UBS may eliminate as many as 8,000 jobs as it continues to overhaul operations. Sonntagszeitung, a Swiss weekly newspaper, reported that Chief Executive Marcel Rohner ordered managers to submit next month detailed plans to reduce headcounts in their departments by 5 - 10 percent. UBS had 83,560 full-time employees at the end of last year.
Famed stock-market bull Abby Joseph Cohen quietly stepped down as Goldman Sachs' most visible stock-market prognosticator in late December, but remains with the firm as a senior strategist "working on broad global issues," The Wall Street Journal reported. Cohen becomes president of Goldman's Global Markets Institute, which produces research on long-term topics. Her replacement as day-to-day strategist is David Kostin, who Cohen hired four years ago. She told the Associated Press her transfer of responsibilities was voluntary and gradual. Goldman made no public announcement.
Citigroup named John Havens chief executive of its institutional clients group, which oversees both investment banking and markets and alternative investments. Like other Citi senior executives named recently, Havens is a former close associate of Chief Executive Vikram Pandit from his days at Morgan Stanley and Old Lane Partners. At Citi, Havens was in charge of the alternative investments group. Michael S. Klein was named chairman of the institutional client group, created last October under former Chief Executive Chuck Prince. Klein was co-head of Citi's investment banking business.

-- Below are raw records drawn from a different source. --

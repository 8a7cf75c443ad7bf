//! Port traits: everything the thermostat core needs from the node.
//!
//! ```text
//!   Adapter ──▶ Port trait ──▶ Thermostat (domain)
//! ```
//!
//! Driven adapters (probe, relay, clock, event sinks, storage) implement
//! these traits.  The [`Thermostat`](super::service::Thermostat) consumes
//! them via generics, so the domain core never touches hardware directly.

use chrono::{NaiveDate, NaiveDateTime};

use crate::clock::SunTimes;

// ───────────────────────────────────────────────────────────────
// Temperature probe
// ───────────────────────────────────────────────────────────────

/// Raw reading the probe returns when it is disconnected.
pub const PROBE_DISCONNECTED: f32 = -127.0;

/// Read-side port: the domain calls this to obtain the room temperature.
pub trait SensorPort {
    /// Uncorrected probe reading in °C, or [`PROBE_DISCONNECTED`].
    fn read_raw_temperature(&mut self) -> f32;
}

// ───────────────────────────────────────────────────────────────
// Heating relay
// ───────────────────────────────────────────────────────────────

/// Write-side port: the domain calls this to drive the heating relay.
pub trait ActuatorPort {
    fn set_relay(&mut self, on: bool);

    /// Last commanded relay state.
    fn relay_on(&self) -> bool;
}

// ───────────────────────────────────────────────────────────────
// RTC and sun table
// ───────────────────────────────────────────────────────────────

/// Local wall clock and sun times.
///
/// The clock holds **local** time.  `now()` returns `None` while the clock
/// is not running (never set, or lost after a power cut).
pub trait TimePort {
    fn now(&self) -> Option<NaiveDateTime>;

    /// Set the clock to a local date-time.
    fn set(&mut self, local: NaiveDateTime);

    /// Sunrise/sunset and civil dawn/dusk for a local date, if known.
    fn sun_times(&self, date: NaiveDate) -> Option<SunTimes>;
}

// ───────────────────────────────────────────────────────────────
// Outbound events
// ───────────────────────────────────────────────────────────────

/// Receives every [`AppEvent`](super::events::AppEvent) the thermostat
/// raises: state deltas, forwards and transitions.  Where they end up
/// (serial log, the outbound peer queue, a test recorder) is the
/// adapter's business.
pub trait EventSink {
    fn emit(&mut self, event: &super::events::AppEvent);
}

/// Fan one event stream out to two sinks.
impl<A: EventSink, B: EventSink> EventSink for (A, B) {
    fn emit(&mut self, event: &super::events::AppEvent) {
        self.0.emit(event);
        self.1.emit(event);
    }
}

// ───────────────────────────────────────────────────────────────
// Flash records
// ───────────────────────────────────────────────────────────────

/// Named records on the node's flash: settings, their backup, the resume
/// snapshot and learned rule fields.
///
/// A record is replaced whole; after a power cut a reader sees either the
/// old bytes or the new ones.
pub trait StoragePort {
    /// Copy a record into `buf`; returns its length.
    fn read(&self, namespace: &str, key: &str, buf: &mut [u8]) -> Result<usize, StorageError>;

    fn write(&mut self, namespace: &str, key: &str, data: &[u8]) -> Result<(), StorageError>;

    /// Removing a missing record is not an error.
    fn delete(&mut self, namespace: &str, key: &str) -> Result<(), StorageError>;

    fn exists(&self, namespace: &str, key: &str) -> bool;
}

// ───────────────────────────────────────────────────────────────
// Error types
// ───────────────────────────────────────────────────────────────

/// Settings rejected by [`Settings::validate`](crate::config::Settings::validate).
#[derive(Debug, Clone, Copy, PartialEq, Eq)]
pub enum ConfigError {
    /// Names the field and its allowed range.
    ValidationFailed(&'static str),
}

#[derive(Debug, Clone, Copy, PartialEq, Eq)]
pub enum StorageError {
    NotFound,
    /// No room left for the record.
    Full,
    IoError,
}

impl core::fmt::Display for ConfigError {
    fn fmt(&self, f: &mut core::fmt::Formatter<'_>) -> core::fmt::Result {
        match self {
            Self::ValidationFailed(msg) => write!(f, "invalid setting: {msg}"),
        }
    }
}

impl core::fmt::Display for StorageError {
    fn fmt(&self, f: &mut core::fmt::Formatter<'_>) -> core::fmt::Result {
        match self {
            Self::NotFound => write!(f, "record not found"),
            Self::Full => write!(f, "storage full"),
            Self::IoError => write!(f, "flash I/O error"),
        }
    }
}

Barclays President Bob Diamond plans to split his time between New York and London - further underlining the U.S. market's enlarged profile within the UK-based bank. In January Jerry del Missier, the president of the investment banking unit, Barclays Capital, moved to New York from London. Diamond, who is American, also has personal reasons to spend more time in the U.S., according to The Wall Street Journal: his three children will all be attending college in this country.